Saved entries
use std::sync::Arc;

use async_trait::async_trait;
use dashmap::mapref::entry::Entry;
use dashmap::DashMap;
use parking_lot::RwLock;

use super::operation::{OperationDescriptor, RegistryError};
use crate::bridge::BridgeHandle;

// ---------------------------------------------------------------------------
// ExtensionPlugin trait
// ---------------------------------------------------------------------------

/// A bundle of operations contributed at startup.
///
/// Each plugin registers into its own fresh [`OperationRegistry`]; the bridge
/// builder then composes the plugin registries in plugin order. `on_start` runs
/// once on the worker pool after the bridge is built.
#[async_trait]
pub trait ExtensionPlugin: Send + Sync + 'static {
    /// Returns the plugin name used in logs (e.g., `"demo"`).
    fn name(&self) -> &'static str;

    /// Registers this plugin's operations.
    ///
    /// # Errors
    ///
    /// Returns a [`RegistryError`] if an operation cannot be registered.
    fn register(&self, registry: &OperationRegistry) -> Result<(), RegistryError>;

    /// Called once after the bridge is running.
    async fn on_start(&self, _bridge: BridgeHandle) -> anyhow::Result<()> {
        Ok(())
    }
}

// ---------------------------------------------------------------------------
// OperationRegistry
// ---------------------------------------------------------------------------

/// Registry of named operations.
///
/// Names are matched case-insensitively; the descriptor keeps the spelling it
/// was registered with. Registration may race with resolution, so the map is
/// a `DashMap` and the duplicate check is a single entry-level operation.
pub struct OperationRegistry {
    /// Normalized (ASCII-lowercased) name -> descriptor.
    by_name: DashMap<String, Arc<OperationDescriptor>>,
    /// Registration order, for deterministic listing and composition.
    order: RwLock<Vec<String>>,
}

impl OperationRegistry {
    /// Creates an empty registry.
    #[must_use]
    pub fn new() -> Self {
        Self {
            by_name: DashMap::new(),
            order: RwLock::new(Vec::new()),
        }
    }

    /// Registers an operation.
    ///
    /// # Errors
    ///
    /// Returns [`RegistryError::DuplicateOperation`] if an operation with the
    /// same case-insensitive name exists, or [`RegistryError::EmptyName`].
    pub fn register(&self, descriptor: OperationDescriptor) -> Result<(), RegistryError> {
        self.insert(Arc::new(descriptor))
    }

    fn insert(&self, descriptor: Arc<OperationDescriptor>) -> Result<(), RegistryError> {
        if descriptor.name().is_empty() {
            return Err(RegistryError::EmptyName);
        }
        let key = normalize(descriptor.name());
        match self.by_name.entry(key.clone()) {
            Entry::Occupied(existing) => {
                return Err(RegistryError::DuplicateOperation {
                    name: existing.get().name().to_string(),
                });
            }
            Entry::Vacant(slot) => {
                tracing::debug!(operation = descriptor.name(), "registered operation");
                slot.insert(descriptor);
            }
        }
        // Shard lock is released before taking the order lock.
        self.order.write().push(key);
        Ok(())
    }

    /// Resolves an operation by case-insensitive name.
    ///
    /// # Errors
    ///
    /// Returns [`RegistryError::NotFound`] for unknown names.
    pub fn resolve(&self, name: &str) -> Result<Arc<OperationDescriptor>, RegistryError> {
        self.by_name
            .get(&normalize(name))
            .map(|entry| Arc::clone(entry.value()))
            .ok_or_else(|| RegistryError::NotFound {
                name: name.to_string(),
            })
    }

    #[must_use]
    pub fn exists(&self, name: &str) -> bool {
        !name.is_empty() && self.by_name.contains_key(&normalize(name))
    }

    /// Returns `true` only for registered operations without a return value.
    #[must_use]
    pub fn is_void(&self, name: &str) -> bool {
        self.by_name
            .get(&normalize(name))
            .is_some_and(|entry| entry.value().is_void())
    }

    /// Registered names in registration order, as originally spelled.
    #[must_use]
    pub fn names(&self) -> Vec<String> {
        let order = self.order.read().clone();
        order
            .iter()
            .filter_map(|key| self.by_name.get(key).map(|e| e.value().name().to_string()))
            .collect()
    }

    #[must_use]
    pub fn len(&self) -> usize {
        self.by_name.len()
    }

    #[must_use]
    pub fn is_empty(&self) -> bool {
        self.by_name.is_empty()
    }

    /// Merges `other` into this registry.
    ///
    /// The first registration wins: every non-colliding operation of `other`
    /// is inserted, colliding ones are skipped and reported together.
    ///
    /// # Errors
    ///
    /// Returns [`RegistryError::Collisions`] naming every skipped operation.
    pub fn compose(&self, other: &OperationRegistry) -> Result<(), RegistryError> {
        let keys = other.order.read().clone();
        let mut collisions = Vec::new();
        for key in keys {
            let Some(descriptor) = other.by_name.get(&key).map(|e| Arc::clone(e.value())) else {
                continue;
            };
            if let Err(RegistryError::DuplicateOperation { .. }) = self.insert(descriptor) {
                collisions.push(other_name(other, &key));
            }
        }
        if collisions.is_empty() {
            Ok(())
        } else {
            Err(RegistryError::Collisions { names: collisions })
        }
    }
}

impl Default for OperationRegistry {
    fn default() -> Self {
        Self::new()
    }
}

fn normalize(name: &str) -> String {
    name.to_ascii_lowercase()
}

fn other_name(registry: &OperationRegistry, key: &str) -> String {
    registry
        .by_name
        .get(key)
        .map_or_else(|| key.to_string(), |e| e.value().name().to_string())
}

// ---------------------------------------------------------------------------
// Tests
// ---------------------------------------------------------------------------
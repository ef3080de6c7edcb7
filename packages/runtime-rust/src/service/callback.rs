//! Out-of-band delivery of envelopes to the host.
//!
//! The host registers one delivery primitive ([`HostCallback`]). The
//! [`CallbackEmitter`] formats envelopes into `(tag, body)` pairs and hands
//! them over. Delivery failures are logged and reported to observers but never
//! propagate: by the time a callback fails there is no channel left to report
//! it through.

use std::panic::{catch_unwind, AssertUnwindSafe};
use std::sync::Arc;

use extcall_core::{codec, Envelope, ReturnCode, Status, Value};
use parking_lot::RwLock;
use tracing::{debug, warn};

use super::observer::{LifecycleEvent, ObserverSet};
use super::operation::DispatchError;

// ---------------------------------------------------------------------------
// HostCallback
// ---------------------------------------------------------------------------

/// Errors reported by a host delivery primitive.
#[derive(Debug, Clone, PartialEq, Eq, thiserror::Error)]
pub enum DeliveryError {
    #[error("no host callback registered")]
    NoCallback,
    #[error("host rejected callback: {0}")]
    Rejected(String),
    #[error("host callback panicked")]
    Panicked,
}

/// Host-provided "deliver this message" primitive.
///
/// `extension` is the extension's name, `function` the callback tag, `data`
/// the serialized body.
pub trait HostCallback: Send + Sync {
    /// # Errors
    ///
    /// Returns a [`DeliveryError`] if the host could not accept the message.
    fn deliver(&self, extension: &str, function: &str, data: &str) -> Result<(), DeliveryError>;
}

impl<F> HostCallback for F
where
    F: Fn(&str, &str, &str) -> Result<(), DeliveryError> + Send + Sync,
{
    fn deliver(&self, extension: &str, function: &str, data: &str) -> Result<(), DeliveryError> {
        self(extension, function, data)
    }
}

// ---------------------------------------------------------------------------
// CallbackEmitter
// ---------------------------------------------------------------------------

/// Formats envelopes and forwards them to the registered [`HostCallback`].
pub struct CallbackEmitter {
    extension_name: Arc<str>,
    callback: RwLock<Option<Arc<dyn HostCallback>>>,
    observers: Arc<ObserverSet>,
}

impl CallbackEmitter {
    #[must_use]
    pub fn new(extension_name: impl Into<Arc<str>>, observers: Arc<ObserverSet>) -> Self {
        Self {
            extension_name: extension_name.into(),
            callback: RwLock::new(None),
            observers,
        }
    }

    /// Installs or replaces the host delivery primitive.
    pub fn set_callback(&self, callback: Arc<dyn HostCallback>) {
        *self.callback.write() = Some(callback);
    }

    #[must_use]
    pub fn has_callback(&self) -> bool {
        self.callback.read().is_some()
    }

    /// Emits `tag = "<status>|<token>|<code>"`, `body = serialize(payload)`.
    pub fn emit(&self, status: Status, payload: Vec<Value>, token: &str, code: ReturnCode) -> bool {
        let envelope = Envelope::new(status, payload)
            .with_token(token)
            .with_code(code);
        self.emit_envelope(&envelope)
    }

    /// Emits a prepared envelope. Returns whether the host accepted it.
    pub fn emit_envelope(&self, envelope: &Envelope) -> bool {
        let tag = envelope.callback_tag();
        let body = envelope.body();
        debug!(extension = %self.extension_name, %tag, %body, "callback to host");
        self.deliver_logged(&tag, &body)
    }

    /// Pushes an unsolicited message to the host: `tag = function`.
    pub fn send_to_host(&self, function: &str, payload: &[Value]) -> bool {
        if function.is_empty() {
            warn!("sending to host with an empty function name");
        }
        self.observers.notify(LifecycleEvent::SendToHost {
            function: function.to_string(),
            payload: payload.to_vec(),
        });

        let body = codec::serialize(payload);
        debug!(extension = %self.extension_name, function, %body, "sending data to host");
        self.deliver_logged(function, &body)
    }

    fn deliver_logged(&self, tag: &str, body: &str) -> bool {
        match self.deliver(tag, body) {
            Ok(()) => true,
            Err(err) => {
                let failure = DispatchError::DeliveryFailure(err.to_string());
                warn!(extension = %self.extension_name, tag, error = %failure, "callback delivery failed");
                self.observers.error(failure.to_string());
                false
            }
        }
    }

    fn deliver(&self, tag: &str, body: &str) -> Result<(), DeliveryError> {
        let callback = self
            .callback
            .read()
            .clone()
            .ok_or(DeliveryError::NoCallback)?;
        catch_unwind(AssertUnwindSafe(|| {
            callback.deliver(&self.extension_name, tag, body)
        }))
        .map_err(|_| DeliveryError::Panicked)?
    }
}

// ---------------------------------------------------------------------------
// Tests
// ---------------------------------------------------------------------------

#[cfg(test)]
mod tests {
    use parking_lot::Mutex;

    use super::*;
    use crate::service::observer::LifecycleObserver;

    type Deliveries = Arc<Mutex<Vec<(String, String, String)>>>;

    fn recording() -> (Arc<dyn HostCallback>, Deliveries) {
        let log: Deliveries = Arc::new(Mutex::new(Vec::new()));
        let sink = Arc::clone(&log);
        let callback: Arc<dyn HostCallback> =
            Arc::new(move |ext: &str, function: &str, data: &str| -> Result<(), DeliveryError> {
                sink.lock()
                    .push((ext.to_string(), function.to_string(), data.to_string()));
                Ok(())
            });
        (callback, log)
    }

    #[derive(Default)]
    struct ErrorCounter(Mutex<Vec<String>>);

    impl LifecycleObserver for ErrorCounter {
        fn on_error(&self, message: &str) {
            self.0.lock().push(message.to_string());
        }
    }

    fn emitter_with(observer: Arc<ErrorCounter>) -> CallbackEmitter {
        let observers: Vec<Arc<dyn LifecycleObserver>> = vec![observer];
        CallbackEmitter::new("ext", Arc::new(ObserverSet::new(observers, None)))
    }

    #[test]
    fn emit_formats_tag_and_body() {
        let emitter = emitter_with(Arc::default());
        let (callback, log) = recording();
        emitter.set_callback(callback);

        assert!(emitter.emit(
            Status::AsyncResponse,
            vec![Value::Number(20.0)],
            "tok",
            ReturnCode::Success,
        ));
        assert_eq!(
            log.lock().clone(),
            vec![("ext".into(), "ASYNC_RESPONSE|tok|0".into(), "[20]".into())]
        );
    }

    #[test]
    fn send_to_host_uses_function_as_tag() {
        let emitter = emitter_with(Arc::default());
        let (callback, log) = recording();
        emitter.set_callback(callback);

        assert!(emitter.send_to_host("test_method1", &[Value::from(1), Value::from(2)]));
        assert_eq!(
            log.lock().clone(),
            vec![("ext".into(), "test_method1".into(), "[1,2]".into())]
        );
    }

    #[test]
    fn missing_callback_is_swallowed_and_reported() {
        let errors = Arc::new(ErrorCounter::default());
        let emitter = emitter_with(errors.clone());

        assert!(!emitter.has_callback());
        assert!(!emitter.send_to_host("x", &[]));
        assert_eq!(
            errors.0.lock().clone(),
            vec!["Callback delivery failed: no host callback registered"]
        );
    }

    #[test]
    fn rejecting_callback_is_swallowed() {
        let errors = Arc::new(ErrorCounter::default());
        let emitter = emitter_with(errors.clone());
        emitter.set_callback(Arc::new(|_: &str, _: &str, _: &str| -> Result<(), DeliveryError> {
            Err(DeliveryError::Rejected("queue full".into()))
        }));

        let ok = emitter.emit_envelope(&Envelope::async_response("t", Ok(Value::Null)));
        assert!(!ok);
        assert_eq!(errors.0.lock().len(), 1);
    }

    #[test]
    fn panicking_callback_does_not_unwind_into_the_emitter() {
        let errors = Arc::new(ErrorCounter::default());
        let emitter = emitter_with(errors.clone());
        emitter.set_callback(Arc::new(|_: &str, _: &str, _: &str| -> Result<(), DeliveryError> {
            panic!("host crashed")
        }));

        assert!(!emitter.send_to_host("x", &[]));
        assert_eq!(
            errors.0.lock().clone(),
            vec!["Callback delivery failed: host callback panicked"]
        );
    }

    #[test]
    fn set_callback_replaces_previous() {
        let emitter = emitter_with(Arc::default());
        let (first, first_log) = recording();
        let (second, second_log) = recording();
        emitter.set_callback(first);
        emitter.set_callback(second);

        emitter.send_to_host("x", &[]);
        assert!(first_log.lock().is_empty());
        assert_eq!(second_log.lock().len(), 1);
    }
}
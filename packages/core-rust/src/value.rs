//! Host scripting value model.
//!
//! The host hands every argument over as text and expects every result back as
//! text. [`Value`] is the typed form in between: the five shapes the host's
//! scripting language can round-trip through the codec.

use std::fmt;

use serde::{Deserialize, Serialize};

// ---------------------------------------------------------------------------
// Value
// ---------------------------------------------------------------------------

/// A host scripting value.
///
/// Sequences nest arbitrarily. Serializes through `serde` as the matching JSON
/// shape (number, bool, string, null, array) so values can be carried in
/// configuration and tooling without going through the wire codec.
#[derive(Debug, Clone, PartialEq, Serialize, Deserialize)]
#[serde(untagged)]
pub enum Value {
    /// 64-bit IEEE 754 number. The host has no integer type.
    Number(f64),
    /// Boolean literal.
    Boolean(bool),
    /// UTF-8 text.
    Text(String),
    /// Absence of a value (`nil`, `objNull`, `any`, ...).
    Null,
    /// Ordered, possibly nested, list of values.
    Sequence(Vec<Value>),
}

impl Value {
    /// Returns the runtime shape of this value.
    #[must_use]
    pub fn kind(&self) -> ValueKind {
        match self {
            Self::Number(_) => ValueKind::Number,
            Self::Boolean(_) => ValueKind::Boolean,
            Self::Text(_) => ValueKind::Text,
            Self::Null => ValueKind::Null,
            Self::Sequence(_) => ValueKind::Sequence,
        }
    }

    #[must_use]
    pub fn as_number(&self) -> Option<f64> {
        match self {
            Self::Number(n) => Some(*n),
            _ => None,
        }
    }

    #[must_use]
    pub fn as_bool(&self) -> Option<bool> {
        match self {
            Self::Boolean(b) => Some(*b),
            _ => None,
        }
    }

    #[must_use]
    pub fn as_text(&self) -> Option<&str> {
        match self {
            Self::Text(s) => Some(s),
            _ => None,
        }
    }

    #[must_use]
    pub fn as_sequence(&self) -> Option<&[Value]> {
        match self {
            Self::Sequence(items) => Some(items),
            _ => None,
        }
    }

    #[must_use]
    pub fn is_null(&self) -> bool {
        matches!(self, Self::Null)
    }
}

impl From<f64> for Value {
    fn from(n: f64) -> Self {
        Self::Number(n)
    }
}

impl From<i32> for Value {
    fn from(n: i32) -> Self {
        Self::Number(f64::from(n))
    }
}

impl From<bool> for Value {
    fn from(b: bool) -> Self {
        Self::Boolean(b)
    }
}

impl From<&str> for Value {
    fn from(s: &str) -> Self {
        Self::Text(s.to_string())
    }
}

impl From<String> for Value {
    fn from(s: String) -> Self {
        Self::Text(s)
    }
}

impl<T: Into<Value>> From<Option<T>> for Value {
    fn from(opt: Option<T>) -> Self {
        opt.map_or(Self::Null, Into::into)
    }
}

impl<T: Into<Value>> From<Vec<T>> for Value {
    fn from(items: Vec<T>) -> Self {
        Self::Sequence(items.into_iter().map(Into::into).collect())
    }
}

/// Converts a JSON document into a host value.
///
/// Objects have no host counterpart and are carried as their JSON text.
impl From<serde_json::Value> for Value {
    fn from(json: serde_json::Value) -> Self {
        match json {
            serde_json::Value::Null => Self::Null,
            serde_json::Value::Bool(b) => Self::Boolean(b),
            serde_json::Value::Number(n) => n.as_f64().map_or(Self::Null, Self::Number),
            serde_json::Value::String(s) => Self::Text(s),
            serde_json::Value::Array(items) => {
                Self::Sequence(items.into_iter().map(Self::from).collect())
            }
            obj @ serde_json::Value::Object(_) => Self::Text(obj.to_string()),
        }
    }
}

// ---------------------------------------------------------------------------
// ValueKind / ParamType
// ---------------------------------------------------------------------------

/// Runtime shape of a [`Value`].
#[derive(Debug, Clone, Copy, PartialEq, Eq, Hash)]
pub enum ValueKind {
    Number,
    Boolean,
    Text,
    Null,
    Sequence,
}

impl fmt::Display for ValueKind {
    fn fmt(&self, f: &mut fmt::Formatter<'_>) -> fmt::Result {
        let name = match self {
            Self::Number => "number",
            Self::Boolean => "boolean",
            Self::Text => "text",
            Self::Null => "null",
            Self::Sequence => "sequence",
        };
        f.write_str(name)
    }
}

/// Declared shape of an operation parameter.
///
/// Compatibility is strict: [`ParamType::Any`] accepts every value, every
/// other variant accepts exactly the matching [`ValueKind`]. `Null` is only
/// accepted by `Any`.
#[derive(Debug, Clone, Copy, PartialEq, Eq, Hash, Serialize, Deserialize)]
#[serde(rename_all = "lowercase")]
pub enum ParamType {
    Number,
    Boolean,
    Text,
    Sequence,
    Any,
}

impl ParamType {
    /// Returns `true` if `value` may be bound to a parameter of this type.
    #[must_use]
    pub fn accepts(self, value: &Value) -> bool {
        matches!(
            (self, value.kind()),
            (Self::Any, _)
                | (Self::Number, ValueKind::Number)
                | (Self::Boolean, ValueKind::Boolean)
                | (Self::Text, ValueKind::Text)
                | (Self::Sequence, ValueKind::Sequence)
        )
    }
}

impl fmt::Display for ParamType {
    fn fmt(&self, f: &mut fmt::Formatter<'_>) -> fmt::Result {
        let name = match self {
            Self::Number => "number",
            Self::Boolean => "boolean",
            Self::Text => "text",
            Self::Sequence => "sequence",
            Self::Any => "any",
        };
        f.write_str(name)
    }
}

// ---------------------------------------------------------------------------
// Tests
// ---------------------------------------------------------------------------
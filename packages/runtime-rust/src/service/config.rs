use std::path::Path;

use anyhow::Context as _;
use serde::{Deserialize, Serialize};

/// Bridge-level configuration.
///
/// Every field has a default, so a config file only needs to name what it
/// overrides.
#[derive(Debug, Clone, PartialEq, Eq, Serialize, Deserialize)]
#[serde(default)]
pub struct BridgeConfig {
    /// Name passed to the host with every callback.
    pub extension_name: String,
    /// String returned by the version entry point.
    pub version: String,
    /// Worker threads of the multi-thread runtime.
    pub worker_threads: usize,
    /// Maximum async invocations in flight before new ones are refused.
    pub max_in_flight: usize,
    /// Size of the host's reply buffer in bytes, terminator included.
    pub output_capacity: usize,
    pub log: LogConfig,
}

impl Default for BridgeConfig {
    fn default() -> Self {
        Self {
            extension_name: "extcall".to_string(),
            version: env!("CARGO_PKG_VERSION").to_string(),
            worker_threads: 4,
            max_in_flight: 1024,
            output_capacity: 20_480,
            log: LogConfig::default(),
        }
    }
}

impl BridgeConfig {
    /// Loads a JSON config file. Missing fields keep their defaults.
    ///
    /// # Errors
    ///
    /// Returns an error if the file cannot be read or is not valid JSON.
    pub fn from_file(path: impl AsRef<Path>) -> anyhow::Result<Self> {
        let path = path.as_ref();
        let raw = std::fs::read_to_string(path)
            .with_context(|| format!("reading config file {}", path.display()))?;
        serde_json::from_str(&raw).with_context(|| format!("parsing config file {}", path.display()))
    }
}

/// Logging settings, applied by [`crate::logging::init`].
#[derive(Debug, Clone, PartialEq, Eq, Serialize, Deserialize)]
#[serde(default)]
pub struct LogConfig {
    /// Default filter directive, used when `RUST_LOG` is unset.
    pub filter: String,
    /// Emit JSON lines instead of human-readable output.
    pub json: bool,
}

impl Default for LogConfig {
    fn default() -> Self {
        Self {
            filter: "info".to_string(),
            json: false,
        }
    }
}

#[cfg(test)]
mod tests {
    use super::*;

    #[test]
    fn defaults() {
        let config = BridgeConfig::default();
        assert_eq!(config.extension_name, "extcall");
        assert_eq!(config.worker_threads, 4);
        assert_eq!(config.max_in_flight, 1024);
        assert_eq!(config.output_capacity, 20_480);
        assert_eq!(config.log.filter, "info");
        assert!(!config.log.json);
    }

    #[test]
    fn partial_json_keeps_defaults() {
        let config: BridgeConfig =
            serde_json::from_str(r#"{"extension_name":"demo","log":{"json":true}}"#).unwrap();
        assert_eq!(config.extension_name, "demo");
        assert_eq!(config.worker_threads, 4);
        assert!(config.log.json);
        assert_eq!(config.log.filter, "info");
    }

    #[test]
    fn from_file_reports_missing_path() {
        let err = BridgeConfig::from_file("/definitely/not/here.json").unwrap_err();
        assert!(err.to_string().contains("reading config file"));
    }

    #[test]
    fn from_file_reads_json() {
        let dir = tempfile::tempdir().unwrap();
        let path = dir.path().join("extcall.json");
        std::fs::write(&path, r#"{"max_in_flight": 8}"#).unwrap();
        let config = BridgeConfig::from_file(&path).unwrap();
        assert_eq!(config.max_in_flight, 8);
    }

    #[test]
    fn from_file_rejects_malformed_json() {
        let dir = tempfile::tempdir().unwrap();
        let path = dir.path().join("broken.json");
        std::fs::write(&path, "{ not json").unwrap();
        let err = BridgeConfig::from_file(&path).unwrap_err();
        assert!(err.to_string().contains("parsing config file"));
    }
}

> [What the task requires]: From the entries above, write out only the lines starting at the line that holds "let envelope = Envelope::new(status, payload)" and ending at the line that holds "pub fn emit_envelope(&self, envelope: &Envelope)", keeping both and matching them exactly.

> [Output]:
        let envelope = Envelope::new(status, payload)
            .with_token(token)
            .with_code(code);
        self.emit_envelope(&envelope)
    }

    /// Emits a prepared envelope. Returns whether the host accepted it.
    pub fn emit_envelope(&self, envelope: &Envelope) -> bool {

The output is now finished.